2. When a dark-adapted animal is placed in the light the proximal pigment migrates into the light-adapted position more rapidly than the distal pigment. The distal pigment, but not the proximal pigment, undergoes diurnal rhythm and tends to migrate into the dark-adapted position at night, even when the animal is illuminated. The visual acuity may therefore be tested when the distal pigment is still in the dark-adapted position and the proximal pigment in the light-adapted position.

3. No difference in visual acuity could be detected as a result of changes in the position of the distal pigment.

4. Visual acuity increases and light sensitivity decreases when the dark proximal pigment migrates over the reflecting (tapetal) layer.

5. Eupagurus bernhardus, which lacks the typical tapetum, shows no detectable change in visual acuity or sensitivity after being kept in the dark.

6. These experiments do not support Exner's view of the function of the distal pigment.
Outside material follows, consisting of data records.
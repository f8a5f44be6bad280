//! Timeline API client
//!
//! [`TimelineApi`] is the seam between the sweep loop and the remote service.
//! [`TwitterClient`] implements it against the v1.1 REST API with OAuth 1.0a
//! signed requests.

use async_trait::async_trait;
use reqwest::{Client, Method, StatusCode, header::AUTHORIZATION};
use serde::Deserialize;

use crate::config::{ApiConfig, Credentials};
use crate::error::{EphemeralError, Result};
use crate::oauth::OAuthSigner;
use crate::post::Post;

/// Parameters for fetching recent posts
#[derive(Debug, Clone, Copy, PartialEq, Eq)]
pub struct TimelineRequest {
    /// Number of posts, most recent first
    pub count: u32,

    /// Include reposts
    pub include_reposts: bool,
}

impl Default for TimelineRequest {
    fn default() -> Self {
        Self {
            count: crate::config::MAX_PAGE_SIZE,
            include_reposts: true,
        }
    }
}

/// Remote capability used by a sweep
#[async_trait]
pub trait TimelineApi: Send + Sync {
    /// Fetch the most recent posts, newest first
    async fn fetch_recent_posts(&self, request: &TimelineRequest) -> Result<Vec<Post>>;

    /// Delete a single post
    async fn delete_post(&self, id: u64) -> Result<()>;
}

/// Wire format of a post in timeline responses
#[derive(Debug, Deserialize)]
struct TweetPayload {
    id: u64,
    text: String,
    created_at: String,
}

/// v1.1 REST API client
pub struct TwitterClient {
    client: Client,
    base_url: String,
    signer: OAuthSigner,
}

impl TwitterClient {
    /// Create a new client.
    ///
    /// # Errors
    ///
    /// Returns a configuration error if the HTTP client cannot be built.
    pub fn new(credentials: Credentials, api: &ApiConfig) -> Result<Self> {
        let client = Client::builder()
            .timeout(api.timeout)
            .user_agent(concat!("ephemeral/", env!("CARGO_PKG_VERSION")))
            .build()
            .map_err(|e| {
                EphemeralError::Configuration(format!("Failed to create HTTP client: {}", e))
            })?;

        Ok(Self {
            client,
            base_url: api.base_url.trim_end_matches('/').to_string(),
            signer: OAuthSigner::new(credentials),
        })
    }

    /// API root this client talks to
    pub fn base_url(&self) -> &str {
        &self.base_url
    }

    /// Send a signed request and return the response body of a 2xx reply.
    async fn send_signed(
        &self,
        method: Method,
        url: &str,
        params: &[(&str, String)],
    ) -> Result<String> {
        let auth = self.signer.authorization_header(method.as_str(), url, params)?;

        tracing::debug!(method = %method, url = %url, "Sending API request");

        let response = self
            .client
            .request(method.clone(), url)
            .query(params)
            .header(AUTHORIZATION, auth)
            .send()
            .await?;

        let status = response.status();
        let body = response.text().await?;

        tracing::debug!(method = %method, url = %url, status = %status, "API response");

        if !status.is_success() {
            return Err(api_error(status, &body));
        }

        Ok(body)
    }
}

fn api_error(status: StatusCode, body: &str) -> EphemeralError {
    let body = if body.is_empty() { "Unknown error" } else { body };
    EphemeralError::Fetch(format!("API error ({}): {}", status, body))
}

#[async_trait]
impl TimelineApi for TwitterClient {
    async fn fetch_recent_posts(&self, request: &TimelineRequest) -> Result<Vec<Post>> {
        let url = format!("{}/1.1/statuses/user_timeline.json", self.base_url);
        let params = [
            ("count", request.count.to_string()),
            ("include_rts", request.include_reposts.to_string()),
        ];

        let body = self
            .send_signed(Method::GET, &url, &params)
            .await
            .map_err(|e| match e {
                EphemeralError::Fetch(_) => e,
                other => EphemeralError::Fetch(format!("Could not get timeline: {}", other)),
            })?;

        let payloads: Vec<TweetPayload> = serde_json::from_str(&body)
            .map_err(|e| EphemeralError::Fetch(format!("Could not decode timeline: {}", e)))?;

        payloads
            .into_iter()
            .map(|p| Post::from_api(p.id, p.text, &p.created_at))
            .collect()
    }

    async fn delete_post(&self, id: u64) -> Result<()> {
        let url = format!("{}/1.1/statuses/destroy/{}.json", self.base_url, id);
        let params = [("trim_user", "true".to_string())];

        self.send_signed(Method::POST, &url, &params)
            .await
            .map(|_| ())
            .map_err(|e| EphemeralError::Delete {
                id,
                message: match e {
                    EphemeralError::Fetch(msg) => msg,
                    other => other.to_string(),
                },
            })
    }
}
//! Configuration types for Ephemeral
//!
//! Settings come from (lowest to highest precedence) built-in defaults, an
//! optional TOML file and the process environment. The six settings below are
//! required and read from unprefixed variables:
//!
//! - `TWITTER_CONSUMER_KEY`, `TWITTER_CONSUMER_SECRET`
//! - `TWITTER_ACCESS_TOKEN`, `TWITTER_ACCESS_TOKEN_SECRET`
//! - `MAX_TWEET_AGE` (duration such as `720h` or `30days`)
//! - `TWEPOCH` (date, `YYYY-MM-DD`)
//!
//! Everything else is optional and read from `EPHEMERAL_`-prefixed variables,
//! with `__` separating nested keys (`EPHEMERAL_API__BASE_URL`).

use std::collections::BTreeMap;
use std::fmt;
use std::time::Duration;

use figment::{
    Figment,
    providers::{Env, Format, Serialized, Toml},
};
use serde::{Deserialize, Deserializer, Serialize};

use crate::error::{EphemeralError, Result};
use crate::retention::{RetentionPolicy, parse_epoch};

/// Default configuration file name
pub const DEFAULT_CONFIG_FILE: &str = "ephemeral.toml";

/// Largest page the timeline endpoint will return
pub const MAX_PAGE_SIZE: u32 = 200;

const REQUIRED_VARS: [&str; 6] = [
    "TWITTER_CONSUMER_KEY",
    "TWITTER_CONSUMER_SECRET",
    "TWITTER_ACCESS_TOKEN",
    "TWITTER_ACCESS_TOKEN_SECRET",
    "MAX_TWEET_AGE",
    "TWEPOCH",
];

/// Main configuration, built once at startup
#[derive(Debug, Clone)]
pub struct EphemeralConfig {
    /// API credentials
    pub credentials: Credentials,

    /// Epoch and maximum age
    pub policy: RetentionPolicy,

    /// API endpoint settings
    pub api: ApiConfig,
}

/// OAuth 1.0a credentials for the timeline API
#[derive(Clone, PartialEq, Eq)]
pub struct Credentials {
    pub consumer_key: String,
    pub consumer_secret: String,
    pub access_token: String,
    pub access_token_secret: String,
}

impl Credentials {
    pub fn new(
        consumer_key: impl Into<String>,
        consumer_secret: impl Into<String>,
        access_token: impl Into<String>,
        access_token_secret: impl Into<String>,
    ) -> Self {
        Self {
            consumer_key: consumer_key.into(),
            consumer_secret: consumer_secret.into(),
            access_token: access_token.into(),
            access_token_secret: access_token_secret.into(),
        }
    }
}

impl fmt::Debug for Credentials {
    fn fmt(&self, f: &mut fmt::Formatter<'_>) -> fmt::Result {
        f.debug_struct("Credentials")
            .field("consumer_key", &self.consumer_key)
            .field("consumer_secret", &"<redacted>")
            .field("access_token", &self.access_token)
            .field("access_token_secret", &"<redacted>")
            .finish()
    }
}

/// Timeline API settings
#[derive(Debug, Clone, PartialEq, Eq, Serialize, Deserialize)]
#[serde(default)]
pub struct ApiConfig {
    /// API root, without the version segment
    pub base_url: String,

    /// HTTP request timeout
    #[serde(with = "humantime_serde")]
    pub timeout: Duration,

    /// Number of recent posts fetched per run (1..=200)
    pub page_size: u32,

    /// Include reposts in the fetched page
    pub include_reposts: bool,
}

impl Default for ApiConfig {
    fn default() -> Self {
        Self {
            base_url: "https://api.twitter.com".to_string(),
            timeout: Duration::from_secs(30),
            page_size: MAX_PAGE_SIZE,
            include_reposts: true,
        }
    }
}

impl ApiConfig {
    pub fn with_base_url(mut self, base_url: impl Into<String>) -> Self {
        self.base_url = base_url.into();
        self
    }

    pub fn with_timeout(mut self, timeout: Duration) -> Self {
        self.timeout = timeout;
        self
    }
}

/// Flat view of every source, before validation.
#[derive(Debug, Deserialize)]
struct RawSettings {
    #[serde(default, deserialize_with = "lenient_string")]
    twitter_consumer_key: Option<String>,
    #[serde(default, deserialize_with = "lenient_string")]
    twitter_consumer_secret: Option<String>,
    #[serde(default, deserialize_with = "lenient_string")]
    twitter_access_token: Option<String>,
    #[serde(default, deserialize_with = "lenient_string")]
    twitter_access_token_secret: Option<String>,
    #[serde(default, deserialize_with = "lenient_string")]
    max_tweet_age: Option<String>,
    #[serde(default, deserialize_with = "lenient_string")]
    twepoch: Option<String>,

    #[serde(default)]
    strict_max_age: bool,

    #[serde(default)]
    api: ApiConfig,
}

/// A TOML file may spell a secret as a bare number. Accept any scalar and
/// keep its textual form.
fn lenient_string<'de, D>(deserializer: D) -> std::result::Result<Option<String>, D::Error>
where
    D: Deserializer<'de>,
{
    #[derive(Deserialize)]
    #[serde(untagged)]
    enum Scalar {
        Str(String),
        Int(i64),
        Float(f64),
        Bool(bool),
    }

    Ok(Option::<Scalar>::deserialize(deserializer)?.map(|value| match value {
        Scalar::Str(s) => s,
        Scalar::Int(i) => i.to_string(),
        Scalar::Float(f) => f.to_string(),
        Scalar::Bool(b) => b.to_string(),
    }))
}

impl RawSettings {
    fn required(&self, name: &str) -> Result<String> {
        let value = match name {
            "TWITTER_CONSUMER_KEY" => &self.twitter_consumer_key,
            "TWITTER_CONSUMER_SECRET" => &self.twitter_consumer_secret,
            "TWITTER_ACCESS_TOKEN" => &self.twitter_access_token,
            "TWITTER_ACCESS_TOKEN_SECRET" => &self.twitter_access_token_secret,
            "MAX_TWEET_AGE" => &self.max_tweet_age,
            "TWEPOCH" => &self.twepoch,
            _ => &None,
        };

        value
            .as_deref()
            .map(str::trim)
            .filter(|v| !v.is_empty())
            .map(str::to_string)
            .ok_or_else(|| {
                EphemeralError::Configuration(format!(
                    "missing required environment variable {}",
                    name
                ))
            })
    }
}

impl EphemeralConfig {
    /// Load configuration from file and environment variables.
    ///
    /// Loads in this order:
    /// 1. Default configuration
    /// 2. Configuration file (`ephemeral.toml` or path from `EPHEMERAL_CONFIG_PATH`)
    /// 3. Environment variable overrides
    ///
    /// # Errors
    ///
    /// Returns an error if a required setting is missing, the epoch is not a
    /// valid date, or `max_age` is invalid while strict mode is enabled.
    pub fn load() -> Result<Self> {
        Self::from_figment(Self::figment())
    }

    /// The provider chain used by [`load`](Self::load).
    pub fn figment() -> Figment {
        let path = std::env::var("EPHEMERAL_CONFIG_PATH")
            .unwrap_or_else(|_| DEFAULT_CONFIG_FILE.to_string());

        Figment::new()
            .merge(Toml::file(path))
            .merge(Serialized::defaults(required_from_env()))
            .merge(Env::prefixed("EPHEMERAL_").split("__"))
    }

    /// Extract and validate configuration from any figment.
    pub fn from_figment(figment: Figment) -> Result<Self> {
        let raw: RawSettings = figment.extract().map_err(|e| {
            EphemeralError::Configuration(format!("Failed to load configuration: {}", e))
        })?;

        let credentials = Credentials::new(
            raw.required("TWITTER_CONSUMER_KEY")?,
            raw.required("TWITTER_CONSUMER_SECRET")?,
            raw.required("TWITTER_ACCESS_TOKEN")?,
            raw.required("TWITTER_ACCESS_TOKEN_SECRET")?,
        );
        let max_age = parse_max_age(&raw.required("MAX_TWEET_AGE")?, raw.strict_max_age)?;
        let epoch = parse_epoch(&raw.required("TWEPOCH")?)?;

        let config = Self {
            credentials,
            policy: RetentionPolicy::new(epoch, max_age),
            api: raw.api,
        };

        config.validate()?;
        Ok(config)
    }

    /// Validate the configuration.
    fn validate(&self) -> Result<()> {
        if !(1..=MAX_PAGE_SIZE).contains(&self.api.page_size) {
            return Err(EphemeralError::Configuration(format!(
                "api.page_size must be between 1 and {}, got {}",
                MAX_PAGE_SIZE, self.api.page_size
            )));
        }

        if !self.api.base_url.starts_with("http://") && !self.api.base_url.starts_with("https://")
        {
            return Err(EphemeralError::Configuration(format!(
                "api.base_url must be an http(s) URL, got {}",
                self.api.base_url
            )));
        }

        Ok(())
    }
}

/// Required variables as raw strings.
///
/// figment's `Env` provider parses values, which would turn a key like `0123`
/// into the number `123`.
fn required_from_env() -> BTreeMap<String, String> {
    REQUIRED_VARS
        .iter()
        .filter_map(|name| {
            std::env::var(name)
                .ok()
                .map(|value| (name.to_ascii_lowercase(), value))
        })
        .collect()
}

/// Parse the maximum post age.
///
/// An unparsable value falls back to zero, which makes every post after the
/// epoch eligible for deletion. With `strict` set it is an error instead.
pub fn parse_max_age(value: &str, strict: bool) -> Result<Duration> {
    match humantime::parse_duration(value.trim()) {
        Ok(duration) => Ok(duration),
        Err(e) if strict => Err(EphemeralError::Configuration(format!(
            "Error parsing MAX_TWEET_AGE {:?}: {}",
            value, e
        ))),
        Err(e) => {
            tracing::warn!(
                max_tweet_age = %value,
                error = %e,
                "Unparsable MAX_TWEET_AGE, using zero: every post after the epoch will be deleted"
            );
            Ok(Duration::ZERO)
        }
    }
}
//! Insurance-age computation: validation, elapsed span, rounding and the
//! next rounding date combined into one result.

use chrono::NaiveDate;
use serde::Serialize;

use crate::age::{ElapsedSpan, elapsed_span};
use crate::error::{AgeError, validate};
use crate::jump::next_rounding_event;
use crate::rounding::{InsuranceAge, RoundingReason};

/// Full result of one insurance-age calculation.
#[derive(Debug, Clone, PartialEq, Eq, Serialize)]
pub struct InsuranceAgeReport {
    pub birth: NaiveDate,
    pub reference: NaiveDate,
    pub elapsed: ElapsedSpan,
    pub insurance_age: InsuranceAge,
    pub reason: RoundingReason,
    pub next_rounding_date: NaiveDate,
    pub days_until_next_rounding: u32,
}

/// Computes the insurance age of someone born on `birth` as of `reference`.
///
/// Fails with [`AgeError::InvalidDateOrder`] before any arithmetic when
/// `birth` is after `reference`.
pub fn compute_insurance_age(
    birth: NaiveDate,
    reference: NaiveDate,
) -> Result<InsuranceAgeReport, AgeError> {
    if let Err(e) = validate(birth, reference) {
        tracing::warn!(%birth, %reference, "rejected: {e}");
        return Err(e);
    }

    let elapsed = elapsed_span(birth, reference);
    let reason = RoundingReason::for_span(&elapsed);
    let insurance_age = reason.apply(&elapsed);
    let next = next_rounding_event(birth, reference);

    tracing::debug!(
        %birth,
        %reference,
        elapsed = %elapsed,
        insurance_age = insurance_age.get(),
        next_rounding_date = %next.date,
        "computed insurance age"
    );

    Ok(InsuranceAgeReport {
        birth,
        reference,
        elapsed,
        insurance_age,
        reason,
        next_rounding_date: next.date,
        days_until_next_rounding: next.days_remaining,
    })
}
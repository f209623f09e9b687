use std::path::PathBuf;

use chrono::NaiveDate;
use clap::Parser;

/// Taiwan insurance-age calculator (half-year rounding).
#[derive(Parser, Debug)]
#[command(
    name = "insurance-age",
    version,
    about = "Insurance age with half-year rounding, and the next date it increments"
)]
pub struct Cli {
    /// Birth date (YYYY-MM-DD).
    #[arg(short, long)]
    pub birth: NaiveDate,

    /// Policy-effective / reference date (YYYY-MM-DD). Defaults to today.
    #[arg(short, long)]
    pub reference: Option<NaiveDate>,

    /// IANA timezone used to resolve today, e.g. Asia/Taipei.
    #[arg(long)]
    pub tz: Option<String>,

    /// Print the result as JSON.
    #[arg(long)]
    pub json: bool,

    /// Path to TOML configuration file.
    #[arg(short, long)]
    pub config: Option<PathBuf>,

    /// Increase verbosity (-v info, -vv debug, -vvv trace).
    #[arg(short, long, action = clap::ArgAction::Count)]
    pub verbose: u8,
}
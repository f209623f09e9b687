//! Error types for the insurance-age crate.

use chrono::NaiveDate;

/// Error type for all fallible operations in the insurance-age crate.
#[derive(Debug, Clone, PartialEq, Eq, thiserror::Error)]
pub enum AgeError {
    /// Returned when the birth date falls after the reference date.
    #[error("birth date {birth} is later than reference date {reference}")]
    InvalidDateOrder {
        /// The rejected birth date.
        birth: NaiveDate,
        /// The reference (policy-effective) date.
        reference: NaiveDate,
    },
}

/// Rejects a birth date that falls after the reference date.
///
/// Equal dates are accepted and yield age 0.
pub fn validate(birth: NaiveDate, reference: NaiveDate) -> Result<(), AgeError> {
    if birth > reference {
        return Err(AgeError::InvalidDateOrder { birth, reference });
    }
    Ok(())
}

#[cfg(test)]
mod tests {
    use super::*;

    fn ymd(y: i32, m: u32, d: u32) -> NaiveDate {
        NaiveDate::from_ymd_opt(y, m, d).unwrap()
    }

    #[test]
    fn error_invalid_date_order() {
        let e = AgeError::InvalidDateOrder {
            birth: ymd(2024, 3, 1),
            reference: ymd(2023, 12, 31),
        };
        assert_eq!(
            e.to_string(),
            "birth date 2024-03-01 is later than reference date 2023-12-31"
        );
    }

    #[test]
    fn validate_accepts_equal_dates() {
        assert!(validate(ymd(1980, 7, 2), ymd(1980, 7, 2)).is_ok());
    }

    #[test]
    fn validate_rejects_birth_after_reference() {
        let result = validate(ymd(2024, 3, 1), ymd(2023, 12, 31));
        assert!(matches!(result, Err(AgeError::InvalidDateOrder { .. })));
    }

    #[test]
    fn error_is_std_error() {
        fn assert_impl<T: std::error::Error>() {}
        assert_impl::<AgeError>();
    }

    #[test]
    fn error_is_send_and_sync() {
        fn assert_impl<T: Send + Sync>() {}
        assert_impl::<AgeError>();
    }
}
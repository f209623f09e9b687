mod cli;
mod logging;
mod render;

use std::path::Path;
use std::process;

use anyhow::{Context, Result};
use clap::Parser;
use insurance_age::clock::{self, Clock};
use insurance_age::config::{self, Config, OutputFormat};
use insurance_age::compute_insurance_age;

use crate::cli::Cli;

fn main() {
    let cli = Cli::parse();
    logging::init(cli.verbose);

    if let Err(e) = run(cli) {
        eprintln!("Error: {e:#}");
        process::exit(1);
    }
}

fn run(cli: Cli) -> Result<()> {
    let config = match &cli.config {
        Some(path) => Config::load(path, true)?,
        None => Config::load(Path::new(config::DEFAULT_CONFIG_PATH), false)?,
    };

    let tz = match &cli.tz {
        Some(name) => config::parse_timezone(name)?,
        None => config.timezone,
    };

    let source = clock::reference_clock(cli.reference, tz);
    let reference = source.today();
    if cli.reference.is_none() {
        tracing::info!(today = %reference, timezone = %tz, "reference date defaulted to today");
    }

    // A rejected date pair returns before anything is printed.
    let report = compute_insurance_age(cli.birth, reference)?;

    let format = if cli.json {
        OutputFormat::Json
    } else {
        config.format
    };

    match format {
        OutputFormat::Json => {
            let json =
                serde_json::to_string_pretty(&report).context("Failed to serialize report")?;
            println!("{json}");
        }
        OutputFormat::Text => print!("{}", render::render_text(&report)),
    }

    Ok(())
}
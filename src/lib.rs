//! # insurance-age
//!
//! Taiwan-style insurance age: the elapsed age between a birth date and a
//! policy-effective date, rounded up once more than six months (six months
//! and a day) have passed since the last birthday, plus the next date on
//! which that rounded age increments.
//!
//! ## Quick Start
//!
//! ```
//! use chrono::NaiveDate;
//! use insurance_age::compute_insurance_age;
//!
//! let birth = NaiveDate::from_ymd_opt(1995, 1, 1).unwrap();
//! let reference = NaiveDate::from_ymd_opt(2024, 7, 2).unwrap();
//! let report = compute_insurance_age(birth, reference).unwrap();
//!
//! assert_eq!(report.insurance_age.get(), 30);
//! assert_eq!(report.next_rounding_date, NaiveDate::from_ymd_opt(2025, 7, 2).unwrap());
//! ```
//!
//! ## Modules
//!
//! | Module | Description |
//! |--------|-------------|
//! | `age` | Elapsed years/months/days between two dates |
//! | `rounding` | Half-year rounding rule |
//! | `jump` | Next rounding date search |
//! | `calculator` | Validated end-to-end computation |
//! | `clock` | "Today" in a given timezone |
//! | `config` | TOML configuration |
//! | `error` | Error types and validation |

pub mod age;
pub mod calculator;
pub mod clock;
pub mod config;
pub mod error;
pub mod jump;
pub mod rounding;

pub use age::{ElapsedSpan, elapsed_span};
pub use calculator::{InsuranceAgeReport, compute_insurance_age};
pub use clock::{Clock, FixedClock, ZoneClock, reference_clock};
pub use config::{Config, OutputFormat};
pub use error::{AgeError, validate};
pub use jump::{NextRoundingEvent, next_rounding_event, rounding_date};
pub use rounding::{InsuranceAge, RoundingReason, rounded_age};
They indicate that visual acuity is improved by the presence of the dark proximal pigment at the base of the proximal retinulae, probably because this pigment reduces stray reflexions from the back of the eye (halation).

7. It is suggested that since the crystalline cones and crystalline tracts form optically continuous strands with a higher refractive index than that of the surrounding medium they may act as wave guides. If so they would retain light entering the corneal surface from sources close to the axis of the ommatidium, and so concentrate it on the rhabdomes and adjacent retinulae.